↓

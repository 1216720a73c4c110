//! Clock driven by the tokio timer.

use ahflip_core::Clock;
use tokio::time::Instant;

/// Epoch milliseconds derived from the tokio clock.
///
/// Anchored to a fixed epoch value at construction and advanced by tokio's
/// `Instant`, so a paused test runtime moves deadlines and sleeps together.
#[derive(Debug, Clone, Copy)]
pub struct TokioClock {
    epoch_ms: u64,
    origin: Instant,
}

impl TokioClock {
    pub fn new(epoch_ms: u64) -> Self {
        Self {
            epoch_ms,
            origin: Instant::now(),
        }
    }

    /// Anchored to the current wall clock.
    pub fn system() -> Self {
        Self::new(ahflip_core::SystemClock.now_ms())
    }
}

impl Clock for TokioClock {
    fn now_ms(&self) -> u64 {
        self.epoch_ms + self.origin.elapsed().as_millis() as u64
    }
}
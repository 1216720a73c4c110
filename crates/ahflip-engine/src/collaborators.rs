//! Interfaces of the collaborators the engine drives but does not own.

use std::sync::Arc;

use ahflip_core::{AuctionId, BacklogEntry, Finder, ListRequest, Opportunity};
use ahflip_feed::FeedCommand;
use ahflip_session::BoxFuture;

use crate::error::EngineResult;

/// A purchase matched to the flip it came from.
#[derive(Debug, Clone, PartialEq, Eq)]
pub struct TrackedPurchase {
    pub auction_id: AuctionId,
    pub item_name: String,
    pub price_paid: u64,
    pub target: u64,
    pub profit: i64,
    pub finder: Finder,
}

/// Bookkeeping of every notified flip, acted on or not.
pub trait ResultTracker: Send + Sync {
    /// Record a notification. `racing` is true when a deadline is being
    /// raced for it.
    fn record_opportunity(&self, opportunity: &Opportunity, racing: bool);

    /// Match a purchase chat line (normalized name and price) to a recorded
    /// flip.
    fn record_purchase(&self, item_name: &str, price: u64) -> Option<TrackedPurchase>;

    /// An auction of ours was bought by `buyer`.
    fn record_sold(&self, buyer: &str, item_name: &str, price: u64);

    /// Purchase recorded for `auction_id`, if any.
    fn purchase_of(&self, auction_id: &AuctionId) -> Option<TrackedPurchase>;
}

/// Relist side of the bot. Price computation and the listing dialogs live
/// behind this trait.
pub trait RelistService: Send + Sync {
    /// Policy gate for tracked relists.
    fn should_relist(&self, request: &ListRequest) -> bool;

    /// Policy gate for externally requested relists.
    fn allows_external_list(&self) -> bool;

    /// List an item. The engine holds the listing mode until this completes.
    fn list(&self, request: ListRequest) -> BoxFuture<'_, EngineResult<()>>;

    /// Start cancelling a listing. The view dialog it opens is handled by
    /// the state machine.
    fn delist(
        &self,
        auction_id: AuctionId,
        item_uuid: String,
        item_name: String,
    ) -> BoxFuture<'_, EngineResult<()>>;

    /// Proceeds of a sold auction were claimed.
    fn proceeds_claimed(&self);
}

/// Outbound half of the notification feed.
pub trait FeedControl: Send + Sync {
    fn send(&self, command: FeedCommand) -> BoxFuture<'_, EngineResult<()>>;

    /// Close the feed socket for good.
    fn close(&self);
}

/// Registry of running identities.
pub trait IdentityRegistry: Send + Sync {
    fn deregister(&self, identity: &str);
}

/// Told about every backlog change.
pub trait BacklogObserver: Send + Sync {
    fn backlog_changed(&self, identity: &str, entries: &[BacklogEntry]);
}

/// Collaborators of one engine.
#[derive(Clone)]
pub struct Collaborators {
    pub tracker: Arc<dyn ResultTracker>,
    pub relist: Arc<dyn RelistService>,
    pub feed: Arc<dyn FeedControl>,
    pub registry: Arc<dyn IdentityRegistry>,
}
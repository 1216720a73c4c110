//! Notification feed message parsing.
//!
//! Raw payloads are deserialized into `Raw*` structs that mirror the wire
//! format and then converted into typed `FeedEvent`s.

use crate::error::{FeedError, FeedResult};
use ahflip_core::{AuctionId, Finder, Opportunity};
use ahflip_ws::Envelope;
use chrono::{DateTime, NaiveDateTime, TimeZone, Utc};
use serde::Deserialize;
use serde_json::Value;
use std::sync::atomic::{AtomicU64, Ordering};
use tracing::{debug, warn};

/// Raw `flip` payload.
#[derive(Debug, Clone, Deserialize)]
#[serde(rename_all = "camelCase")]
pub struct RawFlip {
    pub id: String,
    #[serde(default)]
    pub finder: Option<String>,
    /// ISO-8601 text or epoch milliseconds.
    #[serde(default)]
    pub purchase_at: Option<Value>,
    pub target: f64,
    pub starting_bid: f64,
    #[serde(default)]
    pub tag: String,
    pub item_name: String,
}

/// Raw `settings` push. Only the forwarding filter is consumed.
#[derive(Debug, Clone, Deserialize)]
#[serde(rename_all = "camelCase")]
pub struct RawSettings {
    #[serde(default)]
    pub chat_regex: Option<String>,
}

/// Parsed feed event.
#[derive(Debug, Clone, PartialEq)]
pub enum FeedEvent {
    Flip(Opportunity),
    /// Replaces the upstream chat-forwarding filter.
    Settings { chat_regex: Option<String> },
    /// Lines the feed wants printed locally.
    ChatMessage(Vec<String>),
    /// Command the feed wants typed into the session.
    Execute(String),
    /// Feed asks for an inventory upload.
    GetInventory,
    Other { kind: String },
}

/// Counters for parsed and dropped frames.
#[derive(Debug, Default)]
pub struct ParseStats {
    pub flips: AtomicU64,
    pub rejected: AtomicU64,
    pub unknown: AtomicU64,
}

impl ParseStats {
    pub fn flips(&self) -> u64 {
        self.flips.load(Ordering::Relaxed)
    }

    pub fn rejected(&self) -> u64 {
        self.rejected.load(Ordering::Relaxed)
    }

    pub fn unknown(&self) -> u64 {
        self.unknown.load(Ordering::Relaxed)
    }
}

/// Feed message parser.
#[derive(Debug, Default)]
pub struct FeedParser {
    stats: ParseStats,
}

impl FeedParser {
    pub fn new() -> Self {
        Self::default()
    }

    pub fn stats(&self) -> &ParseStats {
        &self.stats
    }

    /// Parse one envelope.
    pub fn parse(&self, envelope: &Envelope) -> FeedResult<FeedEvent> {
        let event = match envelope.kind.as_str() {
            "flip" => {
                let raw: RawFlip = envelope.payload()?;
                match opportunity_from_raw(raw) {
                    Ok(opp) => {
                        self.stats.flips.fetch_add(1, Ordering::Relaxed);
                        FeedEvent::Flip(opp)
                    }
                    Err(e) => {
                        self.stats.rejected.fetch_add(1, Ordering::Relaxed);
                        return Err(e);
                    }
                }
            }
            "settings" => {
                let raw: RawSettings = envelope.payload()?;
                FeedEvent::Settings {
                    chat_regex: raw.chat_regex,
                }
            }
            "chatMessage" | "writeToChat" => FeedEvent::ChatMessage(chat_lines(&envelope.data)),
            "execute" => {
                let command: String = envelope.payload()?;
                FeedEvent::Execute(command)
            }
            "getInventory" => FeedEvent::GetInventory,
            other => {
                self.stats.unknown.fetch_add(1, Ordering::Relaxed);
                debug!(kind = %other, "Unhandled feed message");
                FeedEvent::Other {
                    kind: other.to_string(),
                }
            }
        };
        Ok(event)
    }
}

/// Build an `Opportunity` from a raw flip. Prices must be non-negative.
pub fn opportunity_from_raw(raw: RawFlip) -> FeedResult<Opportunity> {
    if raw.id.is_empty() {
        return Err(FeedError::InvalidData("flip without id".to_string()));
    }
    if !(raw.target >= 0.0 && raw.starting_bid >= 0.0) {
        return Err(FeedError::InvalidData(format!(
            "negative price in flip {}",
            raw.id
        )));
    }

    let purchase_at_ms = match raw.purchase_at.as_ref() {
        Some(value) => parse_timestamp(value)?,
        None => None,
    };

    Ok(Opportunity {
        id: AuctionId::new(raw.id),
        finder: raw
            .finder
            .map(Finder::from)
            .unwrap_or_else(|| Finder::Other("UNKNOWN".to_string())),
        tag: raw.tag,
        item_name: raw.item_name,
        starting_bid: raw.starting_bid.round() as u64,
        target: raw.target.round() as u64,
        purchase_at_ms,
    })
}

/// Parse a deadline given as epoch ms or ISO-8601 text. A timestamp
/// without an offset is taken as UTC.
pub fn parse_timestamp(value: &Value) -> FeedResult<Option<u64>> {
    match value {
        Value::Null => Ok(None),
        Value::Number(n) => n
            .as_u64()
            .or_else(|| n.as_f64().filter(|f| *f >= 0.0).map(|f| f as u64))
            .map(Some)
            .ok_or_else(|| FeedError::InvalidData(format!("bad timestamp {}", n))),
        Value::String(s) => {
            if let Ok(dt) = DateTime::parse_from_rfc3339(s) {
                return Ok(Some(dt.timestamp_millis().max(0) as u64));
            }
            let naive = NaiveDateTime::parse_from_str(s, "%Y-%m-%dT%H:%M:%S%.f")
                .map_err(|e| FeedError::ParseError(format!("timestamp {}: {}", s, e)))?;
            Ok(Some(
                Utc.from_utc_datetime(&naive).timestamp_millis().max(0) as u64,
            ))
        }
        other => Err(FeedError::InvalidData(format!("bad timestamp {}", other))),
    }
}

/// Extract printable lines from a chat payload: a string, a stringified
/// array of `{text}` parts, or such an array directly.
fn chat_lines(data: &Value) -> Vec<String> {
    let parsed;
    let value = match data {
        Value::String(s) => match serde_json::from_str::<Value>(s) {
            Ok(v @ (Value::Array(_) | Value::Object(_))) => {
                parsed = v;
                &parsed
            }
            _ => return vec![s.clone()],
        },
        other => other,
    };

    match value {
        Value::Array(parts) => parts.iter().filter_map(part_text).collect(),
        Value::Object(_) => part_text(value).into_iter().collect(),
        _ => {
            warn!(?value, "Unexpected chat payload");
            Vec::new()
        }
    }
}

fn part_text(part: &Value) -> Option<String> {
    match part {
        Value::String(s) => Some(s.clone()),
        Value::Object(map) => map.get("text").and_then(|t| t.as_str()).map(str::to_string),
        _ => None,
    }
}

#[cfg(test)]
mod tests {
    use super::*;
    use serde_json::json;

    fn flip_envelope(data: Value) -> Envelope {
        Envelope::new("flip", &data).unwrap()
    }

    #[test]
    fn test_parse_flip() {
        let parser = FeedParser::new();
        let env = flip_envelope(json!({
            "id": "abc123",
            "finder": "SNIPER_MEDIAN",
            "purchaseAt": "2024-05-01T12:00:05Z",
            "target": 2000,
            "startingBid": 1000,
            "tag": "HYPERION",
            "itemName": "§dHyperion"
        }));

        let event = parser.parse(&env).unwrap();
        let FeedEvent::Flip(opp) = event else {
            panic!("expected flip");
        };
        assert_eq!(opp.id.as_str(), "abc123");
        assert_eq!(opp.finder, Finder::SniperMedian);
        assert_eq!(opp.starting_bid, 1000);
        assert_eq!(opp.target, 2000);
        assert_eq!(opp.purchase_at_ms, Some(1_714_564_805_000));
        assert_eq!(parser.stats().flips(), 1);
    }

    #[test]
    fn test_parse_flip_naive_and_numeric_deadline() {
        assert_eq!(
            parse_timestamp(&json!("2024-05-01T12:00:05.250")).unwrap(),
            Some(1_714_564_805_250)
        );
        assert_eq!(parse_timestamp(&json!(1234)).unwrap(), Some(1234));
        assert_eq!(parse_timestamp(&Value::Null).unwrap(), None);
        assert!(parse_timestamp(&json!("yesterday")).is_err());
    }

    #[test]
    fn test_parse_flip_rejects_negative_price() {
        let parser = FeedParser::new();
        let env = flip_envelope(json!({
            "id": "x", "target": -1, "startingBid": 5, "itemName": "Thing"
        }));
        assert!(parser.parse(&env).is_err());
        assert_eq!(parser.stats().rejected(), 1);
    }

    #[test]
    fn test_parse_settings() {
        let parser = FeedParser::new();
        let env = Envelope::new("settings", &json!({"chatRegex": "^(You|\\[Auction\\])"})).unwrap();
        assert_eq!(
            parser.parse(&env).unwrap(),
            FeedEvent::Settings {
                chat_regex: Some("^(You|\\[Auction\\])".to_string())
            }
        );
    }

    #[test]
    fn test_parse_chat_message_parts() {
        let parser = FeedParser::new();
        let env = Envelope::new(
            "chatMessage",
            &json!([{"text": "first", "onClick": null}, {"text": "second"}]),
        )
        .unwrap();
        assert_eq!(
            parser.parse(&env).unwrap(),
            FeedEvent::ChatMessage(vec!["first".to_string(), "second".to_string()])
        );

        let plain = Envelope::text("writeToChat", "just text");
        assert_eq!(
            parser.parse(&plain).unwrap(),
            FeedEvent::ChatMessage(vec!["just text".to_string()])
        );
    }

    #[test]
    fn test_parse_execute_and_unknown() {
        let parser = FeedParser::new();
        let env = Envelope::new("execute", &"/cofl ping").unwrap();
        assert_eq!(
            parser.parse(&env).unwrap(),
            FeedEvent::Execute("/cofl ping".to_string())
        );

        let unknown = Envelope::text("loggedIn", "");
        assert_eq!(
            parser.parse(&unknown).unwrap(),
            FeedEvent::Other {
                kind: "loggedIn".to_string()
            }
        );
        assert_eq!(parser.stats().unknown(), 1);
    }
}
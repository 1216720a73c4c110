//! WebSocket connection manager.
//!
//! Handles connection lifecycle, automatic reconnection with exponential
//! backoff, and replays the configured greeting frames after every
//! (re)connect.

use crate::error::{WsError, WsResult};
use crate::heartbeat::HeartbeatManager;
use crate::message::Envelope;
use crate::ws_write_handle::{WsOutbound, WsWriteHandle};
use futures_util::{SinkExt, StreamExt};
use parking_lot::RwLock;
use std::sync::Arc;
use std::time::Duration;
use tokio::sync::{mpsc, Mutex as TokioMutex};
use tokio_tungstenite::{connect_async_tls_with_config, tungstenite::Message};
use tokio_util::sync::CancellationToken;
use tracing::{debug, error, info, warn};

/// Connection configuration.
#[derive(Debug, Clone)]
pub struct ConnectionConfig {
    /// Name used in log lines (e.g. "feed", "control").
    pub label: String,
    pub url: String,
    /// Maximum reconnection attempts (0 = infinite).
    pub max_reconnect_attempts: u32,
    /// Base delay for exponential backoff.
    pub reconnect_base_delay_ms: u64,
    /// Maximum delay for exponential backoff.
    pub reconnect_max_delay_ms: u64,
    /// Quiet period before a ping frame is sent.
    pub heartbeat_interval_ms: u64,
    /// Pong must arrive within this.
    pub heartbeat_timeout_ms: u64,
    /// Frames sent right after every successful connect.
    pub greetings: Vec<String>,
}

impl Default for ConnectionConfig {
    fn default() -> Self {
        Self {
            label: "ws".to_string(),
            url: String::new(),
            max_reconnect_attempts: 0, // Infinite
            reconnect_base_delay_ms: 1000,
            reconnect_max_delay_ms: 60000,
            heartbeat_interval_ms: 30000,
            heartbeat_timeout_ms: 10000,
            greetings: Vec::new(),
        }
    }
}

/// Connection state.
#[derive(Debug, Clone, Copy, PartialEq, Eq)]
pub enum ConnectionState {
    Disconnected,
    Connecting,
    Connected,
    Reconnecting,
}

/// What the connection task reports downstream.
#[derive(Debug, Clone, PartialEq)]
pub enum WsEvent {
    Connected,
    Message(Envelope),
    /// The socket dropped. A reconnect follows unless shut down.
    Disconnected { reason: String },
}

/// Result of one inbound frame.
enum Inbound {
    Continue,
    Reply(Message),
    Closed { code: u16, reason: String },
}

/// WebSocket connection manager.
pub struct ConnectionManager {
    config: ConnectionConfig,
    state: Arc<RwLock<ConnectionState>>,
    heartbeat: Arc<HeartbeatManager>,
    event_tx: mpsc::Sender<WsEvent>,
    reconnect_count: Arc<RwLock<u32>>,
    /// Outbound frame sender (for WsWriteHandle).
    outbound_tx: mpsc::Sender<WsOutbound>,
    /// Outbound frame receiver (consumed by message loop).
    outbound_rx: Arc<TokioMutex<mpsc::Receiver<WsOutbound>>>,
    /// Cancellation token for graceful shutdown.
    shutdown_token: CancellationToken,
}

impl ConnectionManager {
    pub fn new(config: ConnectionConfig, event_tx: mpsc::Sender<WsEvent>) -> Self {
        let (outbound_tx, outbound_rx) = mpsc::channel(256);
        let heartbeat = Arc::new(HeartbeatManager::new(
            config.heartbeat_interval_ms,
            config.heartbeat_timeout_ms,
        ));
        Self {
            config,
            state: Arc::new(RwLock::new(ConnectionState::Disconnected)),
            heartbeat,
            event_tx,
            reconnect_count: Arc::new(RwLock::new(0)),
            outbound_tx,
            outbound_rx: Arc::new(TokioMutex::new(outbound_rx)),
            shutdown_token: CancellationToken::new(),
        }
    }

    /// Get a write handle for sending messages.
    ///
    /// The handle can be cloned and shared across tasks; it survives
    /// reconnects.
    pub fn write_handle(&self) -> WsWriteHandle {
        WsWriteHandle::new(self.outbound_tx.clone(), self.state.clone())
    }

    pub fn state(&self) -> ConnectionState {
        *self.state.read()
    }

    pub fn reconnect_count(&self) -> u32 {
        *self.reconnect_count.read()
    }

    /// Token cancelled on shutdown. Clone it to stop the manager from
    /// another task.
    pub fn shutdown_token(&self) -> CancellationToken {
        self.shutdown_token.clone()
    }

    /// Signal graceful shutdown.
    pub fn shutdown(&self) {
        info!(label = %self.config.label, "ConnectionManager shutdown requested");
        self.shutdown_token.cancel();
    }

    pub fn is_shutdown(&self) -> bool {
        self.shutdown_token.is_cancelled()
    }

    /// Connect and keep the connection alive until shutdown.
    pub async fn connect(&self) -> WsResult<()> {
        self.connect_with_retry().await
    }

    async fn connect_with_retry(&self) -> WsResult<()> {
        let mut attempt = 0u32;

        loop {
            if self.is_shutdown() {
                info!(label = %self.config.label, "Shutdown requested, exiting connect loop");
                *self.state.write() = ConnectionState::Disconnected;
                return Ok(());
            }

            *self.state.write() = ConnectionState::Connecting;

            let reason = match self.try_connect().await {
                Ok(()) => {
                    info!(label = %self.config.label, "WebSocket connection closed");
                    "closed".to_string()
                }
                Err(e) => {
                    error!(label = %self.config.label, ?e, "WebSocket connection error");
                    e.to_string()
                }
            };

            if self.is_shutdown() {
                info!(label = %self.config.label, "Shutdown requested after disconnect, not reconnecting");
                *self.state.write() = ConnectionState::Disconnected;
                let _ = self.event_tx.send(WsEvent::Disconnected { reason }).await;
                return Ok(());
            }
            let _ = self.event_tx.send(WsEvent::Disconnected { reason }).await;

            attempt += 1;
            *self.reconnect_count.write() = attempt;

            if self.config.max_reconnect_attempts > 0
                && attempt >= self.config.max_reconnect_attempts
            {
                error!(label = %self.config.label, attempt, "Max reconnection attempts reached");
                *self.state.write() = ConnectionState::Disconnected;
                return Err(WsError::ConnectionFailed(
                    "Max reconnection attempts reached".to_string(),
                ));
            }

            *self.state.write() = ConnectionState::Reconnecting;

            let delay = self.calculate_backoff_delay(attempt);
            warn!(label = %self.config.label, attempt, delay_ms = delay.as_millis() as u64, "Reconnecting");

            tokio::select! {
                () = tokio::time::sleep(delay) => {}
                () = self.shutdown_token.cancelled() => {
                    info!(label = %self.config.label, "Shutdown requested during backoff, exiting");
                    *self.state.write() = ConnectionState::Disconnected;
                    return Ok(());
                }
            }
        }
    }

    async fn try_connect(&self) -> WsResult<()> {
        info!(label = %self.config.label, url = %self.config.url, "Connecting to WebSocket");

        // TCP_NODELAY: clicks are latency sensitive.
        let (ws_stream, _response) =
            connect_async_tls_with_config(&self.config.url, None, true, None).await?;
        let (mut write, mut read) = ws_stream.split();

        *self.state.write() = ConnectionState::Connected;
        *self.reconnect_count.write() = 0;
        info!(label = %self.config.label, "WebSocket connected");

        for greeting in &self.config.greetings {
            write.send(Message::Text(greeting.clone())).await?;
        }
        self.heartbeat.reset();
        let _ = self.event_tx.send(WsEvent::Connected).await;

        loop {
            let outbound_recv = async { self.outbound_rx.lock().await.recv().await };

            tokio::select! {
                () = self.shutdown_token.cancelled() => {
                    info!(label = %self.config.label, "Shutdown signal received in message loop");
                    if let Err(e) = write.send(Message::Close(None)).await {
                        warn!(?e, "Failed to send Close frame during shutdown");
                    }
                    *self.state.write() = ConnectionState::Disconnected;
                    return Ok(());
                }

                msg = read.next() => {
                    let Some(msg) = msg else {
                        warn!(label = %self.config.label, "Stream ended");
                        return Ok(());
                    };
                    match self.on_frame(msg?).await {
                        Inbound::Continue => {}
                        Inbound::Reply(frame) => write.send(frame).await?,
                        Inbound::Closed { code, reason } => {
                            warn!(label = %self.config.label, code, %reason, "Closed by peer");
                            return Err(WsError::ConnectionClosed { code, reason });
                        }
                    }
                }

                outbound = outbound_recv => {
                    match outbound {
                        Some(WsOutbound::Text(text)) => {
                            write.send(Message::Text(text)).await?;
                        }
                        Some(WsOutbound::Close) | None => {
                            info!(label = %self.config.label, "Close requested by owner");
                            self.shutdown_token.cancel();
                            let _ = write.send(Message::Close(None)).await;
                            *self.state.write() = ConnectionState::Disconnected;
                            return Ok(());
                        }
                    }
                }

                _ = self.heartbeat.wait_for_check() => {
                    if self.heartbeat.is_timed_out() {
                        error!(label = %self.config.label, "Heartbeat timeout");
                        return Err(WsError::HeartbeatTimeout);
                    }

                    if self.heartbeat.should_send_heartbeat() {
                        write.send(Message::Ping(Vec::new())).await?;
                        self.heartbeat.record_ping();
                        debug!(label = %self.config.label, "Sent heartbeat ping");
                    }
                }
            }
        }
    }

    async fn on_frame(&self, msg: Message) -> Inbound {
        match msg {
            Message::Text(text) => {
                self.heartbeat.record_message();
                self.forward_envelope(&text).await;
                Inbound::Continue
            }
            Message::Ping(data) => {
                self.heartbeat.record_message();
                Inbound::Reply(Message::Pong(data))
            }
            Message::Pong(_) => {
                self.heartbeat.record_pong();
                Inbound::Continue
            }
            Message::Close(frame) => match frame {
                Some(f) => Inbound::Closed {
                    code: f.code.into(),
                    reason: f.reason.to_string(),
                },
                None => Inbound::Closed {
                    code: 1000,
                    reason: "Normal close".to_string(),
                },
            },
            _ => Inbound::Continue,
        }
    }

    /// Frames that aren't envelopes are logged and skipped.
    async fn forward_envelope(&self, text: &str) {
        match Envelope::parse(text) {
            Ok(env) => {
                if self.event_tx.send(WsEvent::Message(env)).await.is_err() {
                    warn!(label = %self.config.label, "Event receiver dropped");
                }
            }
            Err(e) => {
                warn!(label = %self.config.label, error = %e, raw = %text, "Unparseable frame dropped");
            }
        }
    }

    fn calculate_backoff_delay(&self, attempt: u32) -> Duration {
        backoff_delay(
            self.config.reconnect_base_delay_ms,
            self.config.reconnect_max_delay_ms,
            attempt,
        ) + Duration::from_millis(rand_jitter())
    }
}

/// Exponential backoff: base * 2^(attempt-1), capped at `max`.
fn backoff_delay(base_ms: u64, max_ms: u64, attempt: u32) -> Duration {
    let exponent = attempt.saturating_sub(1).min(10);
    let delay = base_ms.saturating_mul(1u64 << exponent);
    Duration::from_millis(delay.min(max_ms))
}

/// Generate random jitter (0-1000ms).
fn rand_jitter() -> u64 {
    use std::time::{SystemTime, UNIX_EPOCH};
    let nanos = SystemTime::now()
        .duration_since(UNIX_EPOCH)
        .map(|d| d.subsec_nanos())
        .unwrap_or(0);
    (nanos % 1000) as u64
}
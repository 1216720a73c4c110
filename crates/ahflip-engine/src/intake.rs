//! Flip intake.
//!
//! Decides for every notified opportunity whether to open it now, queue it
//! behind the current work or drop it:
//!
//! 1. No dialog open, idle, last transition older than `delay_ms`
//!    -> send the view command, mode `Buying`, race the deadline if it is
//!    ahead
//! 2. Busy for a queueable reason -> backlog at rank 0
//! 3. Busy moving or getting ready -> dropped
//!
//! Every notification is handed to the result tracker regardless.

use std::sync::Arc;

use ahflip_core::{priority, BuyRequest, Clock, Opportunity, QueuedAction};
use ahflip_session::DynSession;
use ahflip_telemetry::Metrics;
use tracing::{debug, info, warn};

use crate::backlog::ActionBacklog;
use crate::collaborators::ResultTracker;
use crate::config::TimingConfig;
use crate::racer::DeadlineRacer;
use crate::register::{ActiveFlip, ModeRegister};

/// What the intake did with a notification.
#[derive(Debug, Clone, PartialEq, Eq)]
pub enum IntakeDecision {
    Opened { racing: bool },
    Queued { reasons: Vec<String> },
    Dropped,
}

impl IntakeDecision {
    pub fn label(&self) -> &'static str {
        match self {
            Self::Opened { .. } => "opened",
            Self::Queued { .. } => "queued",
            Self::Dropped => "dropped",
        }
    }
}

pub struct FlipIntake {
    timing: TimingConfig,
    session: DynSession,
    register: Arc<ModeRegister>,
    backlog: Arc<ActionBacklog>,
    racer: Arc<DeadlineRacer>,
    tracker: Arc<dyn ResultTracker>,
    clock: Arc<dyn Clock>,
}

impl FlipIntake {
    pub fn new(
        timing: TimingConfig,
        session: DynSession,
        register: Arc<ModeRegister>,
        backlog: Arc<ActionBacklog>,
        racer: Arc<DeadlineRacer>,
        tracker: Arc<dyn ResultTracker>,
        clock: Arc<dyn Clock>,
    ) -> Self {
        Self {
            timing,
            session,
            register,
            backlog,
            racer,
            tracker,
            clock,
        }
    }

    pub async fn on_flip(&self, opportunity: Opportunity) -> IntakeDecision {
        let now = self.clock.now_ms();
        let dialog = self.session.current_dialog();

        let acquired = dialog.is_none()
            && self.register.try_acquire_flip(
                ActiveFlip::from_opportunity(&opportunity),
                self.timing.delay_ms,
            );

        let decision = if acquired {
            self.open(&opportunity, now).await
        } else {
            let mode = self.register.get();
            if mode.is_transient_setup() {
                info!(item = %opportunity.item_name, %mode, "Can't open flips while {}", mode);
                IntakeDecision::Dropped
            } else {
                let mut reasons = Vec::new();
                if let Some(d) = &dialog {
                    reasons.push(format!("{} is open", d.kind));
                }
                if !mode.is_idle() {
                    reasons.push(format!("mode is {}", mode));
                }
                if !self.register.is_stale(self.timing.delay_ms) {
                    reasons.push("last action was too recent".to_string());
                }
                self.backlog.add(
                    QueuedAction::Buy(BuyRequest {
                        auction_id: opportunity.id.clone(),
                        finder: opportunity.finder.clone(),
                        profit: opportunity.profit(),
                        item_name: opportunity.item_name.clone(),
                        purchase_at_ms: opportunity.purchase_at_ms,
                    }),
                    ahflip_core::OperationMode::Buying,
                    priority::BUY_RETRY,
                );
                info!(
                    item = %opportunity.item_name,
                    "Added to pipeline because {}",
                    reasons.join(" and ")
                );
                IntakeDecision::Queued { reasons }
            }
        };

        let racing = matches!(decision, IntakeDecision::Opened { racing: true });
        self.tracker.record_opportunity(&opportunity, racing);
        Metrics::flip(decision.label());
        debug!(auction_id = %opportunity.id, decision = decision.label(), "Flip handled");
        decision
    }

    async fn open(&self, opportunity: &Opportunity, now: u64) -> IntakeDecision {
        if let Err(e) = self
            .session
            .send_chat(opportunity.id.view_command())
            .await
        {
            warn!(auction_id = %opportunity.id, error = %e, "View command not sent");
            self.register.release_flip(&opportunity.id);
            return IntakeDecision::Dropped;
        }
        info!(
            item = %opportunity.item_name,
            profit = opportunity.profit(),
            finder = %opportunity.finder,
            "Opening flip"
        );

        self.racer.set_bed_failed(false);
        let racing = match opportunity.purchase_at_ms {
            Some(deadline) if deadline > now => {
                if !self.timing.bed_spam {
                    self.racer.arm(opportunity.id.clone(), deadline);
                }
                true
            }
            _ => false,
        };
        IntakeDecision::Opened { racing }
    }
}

↑

**What to produce**
Where in the records does the string "without" appear? Copy every line that has it.

**Expected answer**
        return Err(FeedError::InvalidData("flip without id".to_string()));
/// without an offset is taken as UTC.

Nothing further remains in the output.